Société, Culture

Front de Terre, le Collectif de Khar-yalla conteste toute occupation sans droit ni titre et dément un déguerpissement ordonné

Le Collectif des habitants de Khar-yalla, à la Cité Front de Terre, a publié un communiqué apportant un démenti formel aux informations parues dans le quotidien Le Témoin du 19 février 2026 et représailles par SenePlus au sujet d’une prétendue occupation illégale du site et d’un déguerpissement ordonné par la justice.

Selon le Collectif, les affirmations présentant les familles comme des occupants « sans droit ni titre » ne correspondent pas à la réalité juridique et historique du dossier. Les habitants soutiennent que leur présence sur les lieux repose sur des actes réguliers remontants au début des années 1970.

Le communiqué rappelle qu’un acte notarié a été reçu en 1971 par Maître Hyacinthe Lat Senghor, notaire à Dakar. Cet acte porte sur la vente d’une parcelle de 7 322 mètres carrés située à Khar-yalla, Front de Terre, immatriculée sous le titre foncier numéro 3645 DG.

La vente aurait été consentie par Monsieur Toussaint Lucchini et son épouse à feu Baboukar Mbaye, également connu sous le nom de Babacar Mbaye, pour un montant de 1 500 000 francs CFA.

Il est précisé qu’un acompte de 300 000 francs CFA avait été versé, le solde devant être payé sur douze mois par mensualités de 60 000 francs CFA, sans intérêt, à compter de la date de signature de l’acte.

Le Collectif affirme que Baboukar Mbaye a par la suite morcelé le terrain et cédé des parcelles à différentes familles, en leur délivrant des actes de vente, des reçus de paiement signés et cachetés, ainsi qu’un plan de masse numéroté de 1 à 22 mentionnant le nom de chaque propriétaire. Les habitants disent être en possession de ces documents.
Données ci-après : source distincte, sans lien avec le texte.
//! UseCase: セッション接続処理
//!
//! 認証を通過した接続を登録し、デフォルトルームに入室させる。
//! 認証そのものは UI 層が Identity Gate で済ませてから呼ぶこと。

use std::sync::Arc;

use tokio::sync::Mutex;

use crate::domain::{
    ConnectionId, Identity, MessagePusher, PusherChannel, RoomRegistry, Roster,
};

/// セッション接続のユースケース
pub struct ConnectSessionUseCase {
    /// 在室状態の唯一の所有者
    registry: Arc<Mutex<RoomRegistry>>,
    /// MessagePusher（メッセージ通知の抽象化）
    message_pusher: Arc<dyn MessagePusher>,
}

impl ConnectSessionUseCase {
    /// 新しい ConnectSessionUseCase を作成
    pub fn new(registry: Arc<Mutex<RoomRegistry>>, message_pusher: Arc<dyn MessagePusher>) -> Self {
        Self {
            registry,
            message_pusher,
        }
    }

    /// セッション接続を実行
    ///
    /// # Arguments
    ///
    /// * `connection_id` - サーバーが採番した接続 ID
    /// * `identity` - Identity Gate が返した認証済みアイデンティティ
    /// * `sender` - この接続へのメッセージ送信用チャンネル
    ///
    /// # Returns
    ///
    /// デフォルトルームの適用後ロスター（入室した本人を含む）
    pub async fn execute(
        &self,
        connection_id: ConnectionId,
        identity: Identity,
        sender: PusherChannel,
    ) -> Roster {
        self.message_pusher
            .register_connection(connection_id.clone(), sender)
            .await;

        let mut registry = self.registry.lock().await;
        registry.connect(connection_id, identity)
    }

    /// ロスター更新をルームのメンバーにブロードキャスト
    pub async fn broadcast_roster(
        &self,
        targets: Vec<ConnectionId>,
        message: &str,
    ) -> Result<(), String> {
        self.message_pusher
            .broadcast(targets, message)
            .await
            .map_err(|e| e.to_string())
    }
}

#[cfg(test)]
mod tests {
    use super::*;
    use crate::domain::{RoomId, UserId, Username};
    use crate::infrastructure::message_pusher::WebSocketMessagePusher;

    fn identity(user_id: &str, username: &str) -> Identity {
        Identity::new(
            UserId::new(user_id.to_string()).unwrap(),
            Username::new(username.to_string()).unwrap(),
        )
    }

    fn conn(id: &str) -> ConnectionId {
        ConnectionId::new(id.to_string()).unwrap()
    }

    #[tokio::test]
    async fn test_connect_admits_to_default_room() {
        // テスト項目: 接続がデフォルトルームに入室し、ロスターに載る
        // given (前提条件):
        let registry = Arc::new(Mutex::new(RoomRegistry::new()));
        let usecase = ConnectSessionUseCase::new(
            registry.clone(),
            Arc::new(WebSocketMessagePusher::new()),
        );

        // when (操作):
        let (tx, _rx) = tokio::sync::mpsc::unbounded_channel();
        let roster = usecase
            .execute(conn("c1"), identity("alice", "Alice"), tx)
            .await;

        // then (期待する結果):
        assert_eq!(roster.len(), 1);
        assert_eq!(roster.get(&conn("c1")).unwrap().as_str(), "Alice");
        let registry = registry.lock().await;
        assert!(registry.identity_of(&conn("c1")).is_some());
        assert_eq!(registry.roster(&RoomId::default_room()).len(), 1);
    }

    #[tokio::test]
    async fn test_connect_registers_pusher_channel() {
        // テスト項目: 接続の送信チャンネルが Pusher に登録される
        // given (前提条件):
        let registry = Arc::new(Mutex::new(RoomRegistry::new()));
        let pusher = Arc::new(WebSocketMessagePusher::new());
        let usecase = ConnectSessionUseCase::new(registry, pusher.clone());

        // when (操作):
        let (tx, mut rx) = tokio::sync::mpsc::unbounded_channel();
        usecase
            .execute(conn("c1"), identity("alice", "Alice"), tx)
            .await;

        // then (期待する結果): 登録済みチャンネルへ届く
        usecase
            .broadcast_roster(vec![conn("c1")], "hello")
            .await
            .unwrap();
        assert_eq!(rx.recv().await, Some("hello".to_string()));
    }
}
Selon le communiqué, l’absence de mutation des titres fonciers individuels ne résulte pas d’une occupation irrégulière, mais du non-paiement intégral du prix global par le vendeur principal. Cette situation aurait entraîné le maintien d’une hypothèque sur le titre foncier jusqu’au décès de Baboukar Mbaye en 1976.

Le Collectif évoque une assignation judiciaire datée du 23 novembre 1972, dont le jugement s’est tenu le 2 décembre 1972 devant la Cour de Dakar, sous le numéro de dossier 13 484. Les habitants indiquant ne pas vouloir, à ce stade, entrer davantage dans le détail des procédures anciennes.

Ils estiment que cette situation juridique, indépendante de la volonté des acquéreurs, ne saurait être imputée aux familles installées sur les lieux depuis plus de cinquante ans de manière continue, paisible et publique.

Le communiqué conteste également l’affirmation selon laquelle le terrain aurait été vierge et occupé par des gargotiers, des mécaniciens ou des squatters.

Un membre du Collectif indique que sa propre famille, identifiée comme occupant la parcelle numéro 14, a construit une maison en dur dès 1974, alors que Baboukar Mbaye était encore en vie. Il est affirmé que ce dernier fréquentait régulièrement le quartier pour encaisser les versements et délivrer des reçus cachetés portant un numéro de téléphone de l’époque, le 323 13.

Le Collectif souligne en outre que certaines familles qu’il estime aujourd’hui parties entraînent du litige ont obtenu leur certificat d’hérédité avec, comme principal témoin, le père de l’un des occupants actuels, ce qui, selon eux, contredirait la thèse d’une occupation récente ou frauduleuse.

Les habitants soutiennent qu’il est inexact d’affirmer que la justice aurait ordonné un déguerpissement général.

Ils précisent que certaines procédures engagées par les héritiers ont été annulées pour vice de forme, que d’autres sont toujours pendantes devant les juridictions compétentes et que des assignations ont été servies à des personnes étrangères au litige.

Parallèlement, des procédures en perfectionnement de vente seraient en cours devant le juge du fond.

Dans ces conditions, le Collectif estime qu’aucune décision définitive ne saurait légalement justifier les tentatives d’expulsion ou de démolition actuellement référencées.

Le Collectif des habitants de Khar-yalla, Front de Terre, considère que les présenter comme des occupants « sans droit ni titre » constituent une atteinte grave à la vérité, alimentant une insécurité foncière injustifiée et menace la stabilité de vingt-deux familles établies sur le site depuis plusieurs générations.

Il appelle au respect de l’État de droit, à la suspension de toute mesure coercitive et à un arbitrage impartial fondé sur les faits, les actes existants et la justice sociale.

Le communiqué est signé à Dakar, le 19 février 2026, par Mody Tamsir Touré, au nom du Collectif des habitants de Khar-yalla, Front de Terre.